**What you have to do:**
How many lines in the records below contain the word "visited"? State that number and nothing more.

################

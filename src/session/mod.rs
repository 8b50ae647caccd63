//! Analysis session: the window state behind the import and metadata forms.

#[allow(clippy::module_inception)]
pub mod session;

pub use session::{AnalysisSession, ImportOutcome, SessionError};
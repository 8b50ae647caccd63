//! Confetti particle value type and colour palette.

use std::ops::{Add, AddAssign, Mul};

/// 2D vector in viewport pixels (y grows downwards)
#[derive(Debug, Clone, Copy, PartialEq, Default)]
pub struct Vec2 {
    pub x: f32,
    pub y: f32,
}

impl Vec2 {
    pub const fn new(x: f32, y: f32) -> Self {
        Self { x, y }
    }

    /// Rotate by `degrees`, clockwise on screen
    pub fn rotate(self, degrees: f32) -> Self {
        let (sin, cos) = degrees.to_radians().sin_cos();
        Self {
            x: self.x * cos - self.y * sin,
            y: self.x * sin + self.y * cos,
        }
    }
}

impl Add for Vec2 {
    type Output = Self;

    fn add(self, rhs: Self) -> Self {
        Self::new(self.x + rhs.x, self.y + rhs.y)
    }
}

impl AddAssign for Vec2 {
    fn add_assign(&mut self, rhs: Self) {
        self.x += rhs.x;
        self.y += rhs.y;
    }
}

impl Mul<f32> for Vec2 {
    type Output = Self;

    fn mul(self, rhs: f32) -> Self {
        Self::new(self.x * rhs, self.y * rhs)
    }
}

/// Fixed confetti palette
#[derive(Debug, Clone, Copy, PartialEq, Eq, Hash)]
pub enum ConfettiColor {
    Coral,
    Turquoise,
    Sky,
    Sage,
    Butter,
    Plum,
    Mint,
    Gold,
    Lavender,
}

impl ConfettiColor {
    pub const ALL: [ConfettiColor; 9] = [
        ConfettiColor::Coral,
        ConfettiColor::Turquoise,
        ConfettiColor::Sky,
        ConfettiColor::Sage,
        ConfettiColor::Butter,
        ConfettiColor::Plum,
        ConfettiColor::Mint,
        ConfettiColor::Gold,
        ConfettiColor::Lavender,
    ];

    /// sRGB components
    pub const fn rgb(self) -> [u8; 3] {
        match self {
            ConfettiColor::Coral => [0xFF, 0x6B, 0x6B],
            ConfettiColor::Turquoise => [0x4E, 0xCD, 0xC4],
            ConfettiColor::Sky => [0x45, 0xB7, 0xD1],
            ConfettiColor::Sage => [0x96, 0xCE, 0xB4],
            ConfettiColor::Butter => [0xFF, 0xEA, 0xA7],
            ConfettiColor::Plum => [0xDD, 0xA0, 0xDD],
            ConfettiColor::Mint => [0x98, 0xD8, 0xC8],
            ConfettiColor::Gold => [0xF7, 0xDC, 0x6F],
            ConfettiColor::Lavender => [0xBB, 0x8F, 0xCE],
        }
    }
}

/// One confetti piece
#[derive(Debug, Clone, PartialEq)]
pub struct Particle {
    pub position: Vec2,
    pub velocity: Vec2,  // Pixels per tick, constant for the run
    pub color: ConfettiColor,
    pub size: f32,
    pub rotation: f32,       // Degrees
    pub rotation_speed: f32, // Degrees per tick, signed
}

impl Particle {
    /// Advance by one tick
    pub fn advance(&mut self) {
        self.position += self.velocity;
        self.rotation += self.rotation_speed;
    }

    pub fn width(&self) -> f32 {
        self.size
    }

    pub fn height(&self) -> f32 {
        self.size / 2.0
    }

    /// Corners of the drawn rectangle, rotated about the particle's own centre.
    /// Order: top-left, top-right, bottom-right, bottom-left (before rotation).
    pub fn corners(&self) -> [Vec2; 4] {
        let half_w = self.width() / 2.0;
        let half_h = self.height() / 2.0;
        [
            Vec2::new(-half_w, -half_h),
            Vec2::new(half_w, -half_h),
            Vec2::new(half_w, half_h),
            Vec2::new(-half_w, half_h),
        ]
        .map(|corner| self.position + corner.rotate(self.rotation))
    }
}
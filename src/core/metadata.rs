//! Match metadata entered alongside an imported video.

use chrono::NaiveDate;

/// Date format shown to the user (dd-MM-yyyy)
pub const DATE_FORMAT: &str = "%d-%m-%Y";

/// Home team, away team and date of the recorded game
#[derive(Debug, Clone, PartialEq, Eq)]
pub struct GameMetadata {
    pub home_team: String,
    pub away_team: String,
    pub date: NaiveDate,
}

impl GameMetadata {
    /// Create empty metadata for a game played on `date`
    pub fn new(date: NaiveDate) -> Self {
        Self {
            home_team: String::new(),
            away_team: String::new(),
            date,
        }
    }

    pub fn formatted_date(&self) -> String {
        self.date.format(DATE_FORMAT).to_string()
    }

    /// One-line summary, e.g. `Lions (home) vs Tigers (away) on 03-05-2025`
    pub fn describe(&self) -> String {
        format!(
            "{} (home) vs {} (away) on {}",
            self.home_team,
            self.away_team,
            self.formatted_date()
        )
    }
}

#[cfg(test)]
mod tests {
    use super::*;

    fn date(y: i32, m: u32, d: u32) -> NaiveDate {
        NaiveDate::from_ymd_opt(y, m, d).unwrap()
    }

    #[test]
    fn test_describe() {
        let mut metadata = GameMetadata::new(date(2025, 5, 3));
        metadata.home_team = "Lions".into();
        metadata.away_team = "Tigers".into();
        assert_eq!(metadata.describe(), "Lions (home) vs Tigers (away) on 03-05-2025");
    }

    #[test]
    fn test_describe_empty_teams() {
        let metadata = GameMetadata::new(date(2024, 12, 31));
        assert_eq!(metadata.describe(), " (home) vs  (away) on 31-12-2024");
    }
}
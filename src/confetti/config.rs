//! Tunables for one confetti run.

use serde::Deserialize;

use crate::core::time::{Millis, TICK_INTERVAL_MS};

/// Confetti configuration
/// Ranges are `(min, max)` pairs.
#[derive(Debug, Clone, PartialEq, Deserialize)]
#[serde(default)]
pub struct ConfettiConfig {
    pub particle_count: usize,
    pub duration_ms: Millis,
    pub tick_interval_ms: Millis,
    /// Spawn area never shrinks below this, whatever the viewport
    pub min_width: f32,
    pub min_height: f32,
    /// Highest spawn row, above the top edge of the viewport
    pub spawn_top: f32,
    /// Lowest spawn row as a fraction of the spawn area height (exclusive)
    pub spawn_depth: f32,
    pub size: (u32, u32),
    pub fall_speed: (f32, f32),
    pub drift_speed: (f32, f32),
    pub rotation_speed: (f32, f32),
}

impl Default for ConfettiConfig {
    fn default() -> Self {
        Self {
            particle_count: 100,
            duration_ms: 2000,
            tick_interval_ms: TICK_INTERVAL_MS,
            min_width: 700.0,
            min_height: 450.0,
            spawn_top: -200.0,
            spawn_depth: 0.3,
            size: (6, 14),
            fall_speed: (2.0, 8.0),
            drift_speed: (-2.0, 2.0),
            rotation_speed: (-15.0, 15.0),
        }
    }
}

/// Error type for confetti configuration
#[derive(Debug, Clone, PartialEq, thiserror::Error)]
pub enum ConfettiConfigError {
    #[error("tick_interval_ms must be greater than zero")]
    ZeroTickInterval,
    #[error("{name} must be a finite number, got {value}")]
    NotFinite { name: &'static str, value: f32 },
    #[error("{name} must not be negative, got {value}")]
    Negative { name: &'static str, value: f32 },
    #[error("{name} range ({min}, {max}) is reversed")]
    ReversedRange {
        name: &'static str,
        min: f32,
        max: f32,
    },
}

impl ConfettiConfig {
    /// Check that every quantity is finite and every range ordered, so that
    /// spawning can never fail.
    pub fn validate(&self) -> Result<(), ConfettiConfigError> {
        if self.tick_interval_ms == 0 {
            return Err(ConfettiConfigError::ZeroTickInterval);
        }
        for (name, value) in [
            ("min_width", self.min_width),
            ("min_height", self.min_height),
            ("spawn_top", self.spawn_top),
            ("spawn_depth", self.spawn_depth),
        ] {
            if !value.is_finite() {
                return Err(ConfettiConfigError::NotFinite { name, value });
            }
        }
        for (name, value) in [("min_width", self.min_width), ("min_height", self.min_height)] {
            if value < 0.0 {
                return Err(ConfettiConfigError::Negative { name, value });
            }
        }
        if self.size.0 > self.size.1 {
            return Err(ConfettiConfigError::ReversedRange {
                name: "size",
                min: self.size.0 as f32,
                max: self.size.1 as f32,
            });
        }
        for (name, (min, max)) in [
            ("fall_speed", self.fall_speed),
            ("drift_speed", self.drift_speed),
            ("rotation_speed", self.rotation_speed),
        ] {
            for value in [min, max] {
                if !value.is_finite() {
                    return Err(ConfettiConfigError::NotFinite { name, value });
                }
            }
            if min > max {
                return Err(ConfettiConfigError::ReversedRange { name, min, max });
            }
        }
        Ok(())
    }
}

#[cfg(test)]
mod tests {
    use super::*;

    #[test]
    fn test_defaults_are_valid() {
        let config = ConfettiConfig::default();
        assert_eq!(config.particle_count, 100);
        assert_eq!(config.duration_ms, 2000);
        assert!(config.validate().is_ok());
    }

    #[test]
    fn test_reversed_range_rejected() {
        let config = ConfettiConfig {
            fall_speed: (8.0, 2.0),
            ..Default::default()
        };
        assert_eq!(
            config.validate(),
            Err(ConfettiConfigError::ReversedRange {
                name: "fall_speed",
                min: 8.0,
                max: 2.0,
            })
        );
    }

    #[test]
    fn test_zero_tick_rejected() {
        let config = ConfettiConfig {
            tick_interval_ms: 0,
            ..Default::default()
        };
        assert_eq!(config.validate(), Err(ConfettiConfigError::ZeroTickInterval));
    }

    #[test]
    fn test_infinite_bounds_rejected() {
        let config = ConfettiConfig {
            fall_speed: (2.0, f32::INFINITY),
            ..Default::default()
        };
        assert!(matches!(
            config.validate(),
            Err(ConfettiConfigError::NotFinite { name: "fall_speed", .. })
        ));

        let config = ConfettiConfig {
            spawn_top: f32::NEG_INFINITY,
            ..Default::default()
        };
        assert!(matches!(
            config.validate(),
            Err(ConfettiConfigError::NotFinite { name: "spawn_top", .. })
        ));
    }

    #[test]
    fn test_nan_and_negative_rejected() {
        let config = ConfettiConfig {
            rotation_speed: (f32::NAN, 15.0),
            ..Default::default()
        };
        assert!(matches!(
            config.validate(),
            Err(ConfettiConfigError::NotFinite { name: "rotation_speed", .. })
        ));

        let config = ConfettiConfig {
            min_height: -1.0,
            ..Default::default()
        };
        assert!(matches!(
            config.validate(),
            Err(ConfettiConfigError::Negative { name: "min_height", .. })
        ));
    }
}
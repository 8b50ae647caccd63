//! Millisecond time representation for UI-driven animation.
//! The animation clock is advanced by a fixed tick, never by measured wall time.

use std::time::Duration;

/// Time in milliseconds
pub type Millis = u32;

/// Nominal interval between two animation ticks (~60 fps)
pub const TICK_INTERVAL_MS: Millis = 16;

/// Convert milliseconds to a `Duration`
#[inline]
pub fn to_duration(millis: Millis) -> Duration {
    Duration::from_millis(u64::from(millis))
}

/// Number of whole ticks needed to cover `millis`
#[inline]
pub fn ticks_for(millis: Millis, tick: Millis) -> u32 {
    if tick == 0 {
        return 0;
    }
    millis.div_ceil(tick)
}

#[cfg(test)]
mod tests {
    use super::*;

    #[test]
    fn test_duration_conversion() {
        assert_eq!(to_duration(TICK_INTERVAL_MS), Duration::from_millis(16));
        assert_eq!(to_duration(2000), Duration::from_secs(2));
    }

    #[test]
    fn test_ticks_for() {
        // 125 ticks of 16ms cover exactly two seconds
        assert_eq!(ticks_for(2000, 16), 125);
        assert_eq!(ticks_for(2001, 16), 126);
        assert_eq!(ticks_for(0, 16), 0);
        assert_eq!(ticks_for(100, 0), 0);
    }
}
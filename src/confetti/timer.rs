//! Fixed-interval tick timer driven by the UI event loop.
//!
//! The UI polls the timer once per frame. A due timer fires once and re-arms
//! itself one interval after the firing instant, so missed ticks are dropped
//! rather than replayed.

use std::time::{Duration, Instant};

#[derive(Debug, Clone)]
pub struct TickTimer {
    interval: Duration,
    next_due: Option<Instant>,
}

impl TickTimer {
    pub fn new(interval: Duration) -> Self {
        Self {
            interval,
            next_due: None,
        }
    }

    /// Arm the timer; the first tick is due one interval after `now`
    pub fn start(&mut self, now: Instant) {
        self.next_due = Some(now + self.interval);
    }

    pub fn stop(&mut self) {
        self.next_due = None;
    }

    pub fn is_running(&self) -> bool {
        self.next_due.is_some()
    }

    /// Returns true if a tick is due at `now`, re-arming the timer
    pub fn poll(&mut self, now: Instant) -> bool {
        match self.next_due {
            Some(due) if now >= due => {
                self.next_due = Some(now + self.interval);
                true
            }
            _ => false,
        }
    }

    /// Time left until the next tick, zero if overdue
    pub fn time_until_next(&self, now: Instant) -> Option<Duration> {
        self.next_due.map(|due| due.saturating_duration_since(now))
    }
}
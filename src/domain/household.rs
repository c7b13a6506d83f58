use std::collections::HashSet;
use std::fmt;
use std::sync::{Arc, Weak};

use parking_lot::RwLock;
use tracing::trace;
use uuid::Uuid;

use super::plant::PowerPlant;
use super::snapshot::HouseholdSnapshot;

/// A household: a consumer node with links to power plants and to other
/// households.
///
/// Plant links are stored on the household only. Household links are meant to
/// be symmetric and are produced that way by [`World`]; a one-sided link made
/// directly through [`Household::connect_to_household`] is structurally legal
/// and the electricity query treats it as ordinary one-way adjacency.
///
/// [`World`]: crate::world::World
#[derive(Clone)]
pub struct Household {
    id: Uuid,
    links: Arc<RwLock<Links>>,
}

#[derive(Default)]
struct Links {
    plants: Vec<PowerPlant>,
    households: Vec<PeerLink>,
}

/// Edge to a neighbouring household. Weak on both sides so a ring of
/// households does not keep itself alive once the caller drops its handles.
struct PeerLink {
    id: Uuid,
    links: Weak<RwLock<Links>>,
}

impl PeerLink {
    fn upgrade(&self) -> Option<Household> {
        self.links.upgrade().map(|links| Household {
            id: self.id,
            links,
        })
    }
}

impl Household {
    pub(crate) fn new() -> Self {
        Self {
            id: Uuid::new_v4(),
            links: Arc::new(RwLock::new(Links::default())),
        }
    }

    /// Stable identity of this household; clones share it.
    pub fn id(&self) -> Uuid {
        self.id
    }

    /// Add a plant link. Re-adding an already connected plant is a no-op.
    pub fn connect_to_power_plant(&self, plant: &PowerPlant) {
        let mut links = self.links.write();
        if links.plants.iter().any(|p| p.id() == plant.id()) {
            return;
        }
        links.plants.push(plant.clone());
        trace!(household = %self.id, plant = %plant.id(), "plant link added");
    }

    /// Remove a plant link. Removing an absent plant is a no-op.
    pub fn disconnect_from_power_plant(&self, plant: &PowerPlant) {
        self.links.write().plants.retain(|p| p.id() != plant.id());
    }

    /// Add a one-way link to `other`. The [`World`] façade calls this on both
    /// endpoints to make the edge symmetric; re-adding is a no-op.
    ///
    /// [`World`]: crate::world::World
    pub fn connect_to_household(&self, other: &Household) {
        let mut links = self.links.write();
        if links.households.iter().any(|p| p.id == other.id) {
            return;
        }
        links.households.push(PeerLink {
            id: other.id,
            links: Arc::downgrade(&other.links),
        });
        trace!(household = %self.id, neighbour = %other.id, "household link added");
    }

    /// Remove this side's link to `other`, if present.
    pub fn disconnect_from_household(&self, other: &Household) {
        self.links.write().households.retain(|p| p.id != other.id);
    }

    pub fn connected_plant_count(&self) -> usize {
        self.links.read().plants.len()
    }

    pub fn connected_household_count(&self) -> usize {
        self.links.read().households.len()
    }

    /// Whether any directly connected plant is currently producing.
    pub fn has_live_plant(&self) -> bool {
        self.links.read().plants.iter().any(PowerPlant::is_alive)
    }

    /// Whether this household is currently supplied with electricity, either
    /// from a directly connected plant or through a chain of linked
    /// households.
    ///
    /// Depth-first search over the household graph; plants terminate a branch
    /// in one hop. The visited set is shared across the whole query and each
    /// household is marked before its neighbours are explored, so a revisit
    /// contributes no new supply path and the traversal is bounded by the
    /// number of households on any topology, cycles included.
    pub fn has_electricity(&self) -> bool {
        let mut visited = HashSet::new();
        let powered = self.search_live_plant(&mut visited);
        trace!(
            household = %self.id,
            powered,
            visited = visited.len(),
            "electricity query"
        );
        powered
    }

    fn search_live_plant(&self, visited: &mut HashSet<Uuid>) -> bool {
        if !visited.insert(self.id) {
            return false;
        }
        if self.has_live_plant() {
            return true;
        }

        // Take the neighbour handles out before descending; no lock is held
        // while the search re-enters a cycle.
        let neighbours: Vec<Household> = {
            let links = self.links.read();
            links.households.iter().filter_map(PeerLink::upgrade).collect()
        };

        let mut powered = false;
        for neighbour in neighbours {
            // A household with no onward links of its own cannot relay power.
            if neighbour.connected_household_count() == 0 {
                continue;
            }
            powered |= neighbour.search_live_plant(visited);
        }
        powered
    }

    /// Point-in-time view of this household's links.
    pub fn snapshot(&self) -> HouseholdSnapshot {
        let links = self.links.read();
        HouseholdSnapshot::new(
            self.id,
            links.plants.iter().map(PowerPlant::snapshot).collect(),
            links.households.iter().map(|p| p.id).collect(),
        )
    }
}

impl PartialEq for Household {
    fn eq(&self, other: &Self) -> bool {
        self.id == other.id
    }
}

impl Eq for Household {}

impl fmt::Debug for Household {
    fn fmt(&self, f: &mut fmt::Formatter<'_>) -> fmt::Result {
        f.debug_struct("Household")
            .field("id", &self.id)
            .field("plants", &self.connected_plant_count())
            .field("households", &self.connected_household_count())
            .finish()
    }
}
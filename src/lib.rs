pub mod config;
pub mod database;
pub mod domain;
pub mod entities;
pub mod error;
pub mod external;
pub mod handlers;
pub mod middlewares;
pub mod models;
pub mod services;
pub mod swagger;
pub mod tasks;
pub mod utils;

pub use config::Config;
pub use error::{AppError, AppResult};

################

**Task output:**
7